# What you need to do
Your output should be the lines from the one that contains "static APPLE_PODCASTS: SchemaMapping" to the end of the listing, transcribed exactly. Include nothing else.

# Source data

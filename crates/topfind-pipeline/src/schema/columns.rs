//! Unified column schemas and the per-provider mapping tables onto them.

use topfind_core::ResourceKind;
use topfind_scraper::ProviderKind;

#[derive(Debug, Clone, Copy, PartialEq, Eq)]
pub enum ColumnType {
    Text,
    Int,
    Float,
    Bool,
    Date,
    List,
}

/// What a column holds when its source has no value.
#[derive(Debug, Clone, Copy, PartialEq, Eq)]
pub enum WhenMissing {
    /// The explicit `None` sentinel.
    Null,
    /// Zero of the column's numeric type, so threshold filters can compare.
    Zero,
}

#[derive(Debug, Clone, Copy, PartialEq, Eq)]
pub struct ColumnDef {
    pub name: &'static str,
    pub ty: ColumnType,
    pub when_missing: WhenMissing,
}

const fn col(name: &'static str, ty: ColumnType) -> ColumnDef {
    ColumnDef {
        name,
        ty,
        when_missing: WhenMissing::Null,
    }
}

const fn zeroed(name: &'static str, ty: ColumnType) -> ColumnDef {
    ColumnDef {
        name,
        ty,
        when_missing: WhenMissing::Zero,
    }
}

use ColumnType::{Bool, Date, Float, Int, List, Text};

const APP_COLUMNS: &[ColumnDef] = &[
    col("appId", Text),
    col("title", Text),
    col("description", Text),
    col("summary", Text),
    col("url", Text),
    col("genres", List),
    col("developer", Text),
    col("developerWebsite", Text),
    zeroed("score", Float),
    zeroed("ratings", Int),
    col("releaseDate", Date),
    col("currentVersionReleaseDate", Date),
    col("languageCodesISO2A", List),
    col("os", Text),
    col("privacyPolicy", Bool),
    col("privacyPolicyUrl", Text),
    col("contentRating", Text),
    col("free", Bool),
    col("price", Float),
    col("installs", Text),
    col("provider", Text),
];

const VIDEO_COLUMNS: &[ColumnDef] = &[
    col("video_id", Text),
    col("video_URL", Text),
    col("title", Text),
    col("description", Text),
    col("description_complete", Text),
    col("channelId", Text),
    col("channelTitle", Text),
    col("publishedAt", Date),
    col("licensedContent", Bool),
    col("duration", Int),
    col("viewCount", Int),
    col("likeCount", Int),
    col("likes_rate", Float),
    col("commentCount", Int),
    col("subscriberCount", Int),
    col("tags", Text),
    col("provider", Text),
];

const PODCAST_COLUMNS: &[ColumnDef] = &[
    col("id", Text),
    col("title", Text),
    col("description", Text),
    col("releaseDate", Date),
    col("trackTimeMillis", Int),
    col("trackViewUrl", Text),
    col("languages", List),
    col("free", Bool),
    col("provider", Text),
];

const NEWS_COLUMNS: &[ColumnDef] = &[
    col("title", Text),
    col("URL", Text),
    col("description", Text),
    col("publishedAt", Date),
    col("mediaTitle", Text),
    col("language", Text),
    col("authors", List),
    col("summary", Text),
    col("content", Text),
    col("textLength", Int),
    col("keywords", List),
    col("provider", Text),
];

/// The unified schema of `kind`, in column order.
#[must_use]
pub fn unified_columns(kind: ResourceKind) -> &'static [ColumnDef] {
    match kind {
        ResourceKind::Apps => APP_COLUMNS,
        ResourceKind::Videos => VIDEO_COLUMNS,
        ResourceKind::Podcasts => PODCAST_COLUMNS,
        ResourceKind::News => NEWS_COLUMNS,
    }
}

#[must_use]
pub fn column_names(kind: ResourceKind) -> Vec<String> {
    unified_columns(kind)
        .iter()
        .map(|c| c.name.to_string())
        .collect()
}

/// Where a unified column's value comes from for one provider.
#[derive(Debug, Clone, Copy, PartialEq, Eq)]
pub enum Source {
    /// A provider-native field, coerced to the column type.
    Field(&'static str),
    /// The provider never supplies this column.
    Absent,
    /// The provider's name.
    Provider,
    Text(&'static str),
    Bool(bool),
    /// The search's language code.
    RequestedLanguage,
    /// The search's language code, upper-cased, as a one-element list.
    RequestedLanguageUpper,
    /// `true` when the field holds a non-blank value.
    Present(&'static str),
    /// `true` when the price field is zero or absent.
    PriceIsZero(&'static str),
    /// Play store content labels mapped onto App Store age ratings.
    AgeRating(&'static str),
    /// `numerator / denominator` when both are known and the denominator
    /// is positive.
    Ratio {
        numerator: &'static str,
        denominator: &'static str,
    },
}

#[derive(Debug, Clone, Copy, PartialEq, Eq)]
pub struct ColumnSource {
    pub column: &'static str,
    pub source: Source,
}

const fn map(column: &'static str, source: Source) -> ColumnSource {
    ColumnSource { column, source }
}

/// Every unified column of a provider's resource kind with its source.
#[derive(Debug, Clone, Copy, PartialEq, Eq)]
pub struct SchemaMapping {
    pub provider: ProviderKind,
    pub sources: &'static [ColumnSource],
}

impl SchemaMapping {
    #[must_use]
    pub fn source_for(&self, column: &str) -> Option<Source> {
        self.sources
            .iter()
            .find(|s| s.column == column)
            .map(|s| s.source)
    }
}

static GOOGLE_PLAY: SchemaMapping = SchemaMapping {
    provider: ProviderKind::GooglePlay,
    sources: &[
        map("appId", Source::Field("appId")),
        map("title", Source::Field("title")),
        map("description", Source::Field("description")),
        map("summary", Source::Field("summary")),
        map("url", Source::Field("url")),
        map("genres", Source::Field("genre")),
        map("developer", Source::Field("developer")),
        map("developerWebsite", Source::Field("developerWebsite")),
        map("score", Source::Field("score")),
        map("ratings", Source::Field("ratings")),
        map("releaseDate", Source::Field("released")),
        map("currentVersionReleaseDate", Source::Field("updated")),
        map("languageCodesISO2A", Source::RequestedLanguageUpper),
        map("os", Source::Text("Android")),
        map("privacyPolicy", Source::Present("privacyPolicy")),
        map("privacyPolicyUrl", Source::Field("privacyPolicy")),
        map("contentRating", Source::AgeRating("contentRating")),
        map("free", Source::Field("free")),
        map("price", Source::Field("price")),
        map("installs", Source::Field("minInstalls")),
        map("provider", Source::Provider),
    ],
};

static APP_STORE: SchemaMapping = SchemaMapping {
    provider: ProviderKind::AppStore,
    sources: &[
        map("appId", Source::Field("bundleId")),
        map("title", Source::Field("trackName")),
        map("description", Source::Field("description")),
        map("summary", Source::Absent),
        map("url", Source::Field("trackViewUrl")),
        map("genres", Source::Field("genres")),
        map("developer", Source::Field("artistName")),
        map("developerWebsite", Source::Field("sellerUrl")),
        map("score", Source::Field("averageUserRating")),
        map("ratings", Source::Field("userRatingCount")),
        map("releaseDate", Source::Field("releaseDate")),
        map("currentVersionReleaseDate", Source::Field("currentVersionReleaseDate")),
        map("languageCodesISO2A", Source::Field("languageCodesISO2A")),
        map("os", Source::Text("iOS")),
        map("privacyPolicy", Source::Bool(true)),
        map("privacyPolicyUrl", Source::Absent),
        map("contentRating", Source::Field("contentAdvisoryRating")),
        map("free", Source::PriceIsZero("price")),
        map("price", Source::Field("price")),
        map("installs", Source::Absent),
        map("provider", Source::Provider),
    ],
};

static YOUTUBE: SchemaMapping = SchemaMapping {
    provider: ProviderKind::YouTube,
    sources: &[
        map("video_id", Source::Field("video_id")),
        map("video_URL", Source::Field("video_URL")),
        map("title", Source::Field("title")),
        map("description", Source::Field("description")),
        map("description_complete", Source::Field("description_complete")),
        map("channelId", Source::Field("channelId")),
        map("channelTitle", Source::Field("channelTitle")),
        map("publishedAt", Source::Field("publishedAt")),
        map("licensedContent", Source::Field("licensedContent")),
        map("duration", Source::Field("duration")),
        map("viewCount", Source::Field("viewCount")),
        map("likeCount", Source::Field("likeCount")),
        map(
            "likes_rate",
            Source::Ratio {
                numerator: "likeCount",
                denominator: "viewCount",
            },
        ),
        map("commentCount", Source::Field("commentCount")),
        map("subscriberCount", Source::Field("subscriberCount")),
        map("tags", Source::Field("tags")),
        map("provider", Source::Provider),
    ],
};

static SPOTIFY: SchemaMapping = SchemaMapping {
    provider: ProviderKind::Spotify,
    sources: &[
        map("id", Source::Field("id")),
        map("title", Source::Field("name")),
        map("description", Source::Field("description")),
        map("releaseDate", Source::Field("release_date")),
        map("trackTimeMillis", Source::Field("duration_ms")),
        map("trackViewUrl", Source::Field("external_urls.spotify")),
        map("languages", Source::Field("languages")),
        map("free", Source::Bool(true)),
        map("provider", Source::Provider),
    ],
};

static APPLE_PODCASTS: SchemaMapping = SchemaMapping {
    provider: ProviderKind::ApplePodcasts,
    sources: &[
        map("id", Source::Field("trackId")),
        map("title", Source::Field("trackName")),
        map("description", Source::Field("description")),
        map("releaseDate", Source::Field("releaseDate")),
        map("trackTimeMillis", Source::Field("trackTimeMillis")),
        map("trackViewUrl", Source::Field("trackViewUrl")),
        map("languages", Source::Absent),
        map("free", Source::PriceIsZero("trackPrice")),
        map("provider", Source::Provider),
    ],
};

static GOOGLE_NEWS: SchemaMapping = SchemaMapping {
    provider: ProviderKind::GoogleNews,
    sources: &[
        map("title", Source::Field("title")),
        map("URL", Source::Field("url")),
        map("description", Source::Field("description")),
        map("publishedAt", Source::Field("published date")),
        map("mediaTitle", Source::Field("publisher")),
        map("language", Source::RequestedLanguage),
        map("authors", Source::Field("authors")),
        map("summary", Source::Field("summary")),
        map("content", Source::Field("content")),
        map("textLength", Source::Field("textLength")),
        map("keywords", Source::Field("keywords")),
        map("provider", Source::Provider),
    ],
};

/// The mapping table of `provider`.
#[must_use]
pub fn mapping_for(provider: ProviderKind) -> &'static SchemaMapping {
    match provider {
        ProviderKind::GooglePlay => &GOOGLE_PLAY,
        ProviderKind::AppStore => &APP_STORE,
        ProviderKind::Spotify => &SPOTIFY,
        ProviderKind::ApplePodcasts => &APPLE_PODCASTS,
        ProviderKind::YouTube => &YOUTUBE,
        ProviderKind::GoogleNews => &GOOGLE_NEWS,
    }
}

# Answer to this task
static APPLE_PODCASTS: SchemaMapping = SchemaMapping {
    provider: ProviderKind::ApplePodcasts,
    sources: &[
        map("id", Source::Field("trackId")),
        map("title", Source::Field("trackName")),
        map("description", Source::Field("description")),
        map("releaseDate", Source::Field("releaseDate")),
        map("trackTimeMillis", Source::Field("trackTimeMillis")),
        map("trackViewUrl", Source::Field("trackViewUrl")),
        map("languages", Source::Absent),
        map("free", Source::PriceIsZero("trackPrice")),
        map("provider", Source::Provider),
    ],
};

static GOOGLE_NEWS: SchemaMapping = SchemaMapping {
    provider: ProviderKind::GoogleNews,
    sources: &[
        map("title", Source::Field("title")),
        map("URL", Source::Field("url")),
        map("description", Source::Field("description")),
        map("publishedAt", Source::Field("published date")),
        map("mediaTitle", Source::Field("publisher")),
        map("language", Source::RequestedLanguage),
        map("authors", Source::Field("authors")),
        map("summary", Source::Field("summary")),
        map("content", Source::Field("content")),
        map("textLength", Source::Field("textLength")),
        map("keywords", Source::Field("keywords")),
        map("provider", Source::Provider),
    ],
};

/// The mapping table of `provider`.
#[must_use]
pub fn mapping_for(provider: ProviderKind) -> &'static SchemaMapping {
    match provider {
        ProviderKind::GooglePlay => &GOOGLE_PLAY,
        ProviderKind::AppStore => &APP_STORE,
        ProviderKind::Spotify => &SPOTIFY,
        ProviderKind::ApplePodcasts => &APPLE_PODCASTS,
        ProviderKind::YouTube => &YOUTUBE,
        ProviderKind::GoogleNews => &GOOGLE_NEWS,
    }
}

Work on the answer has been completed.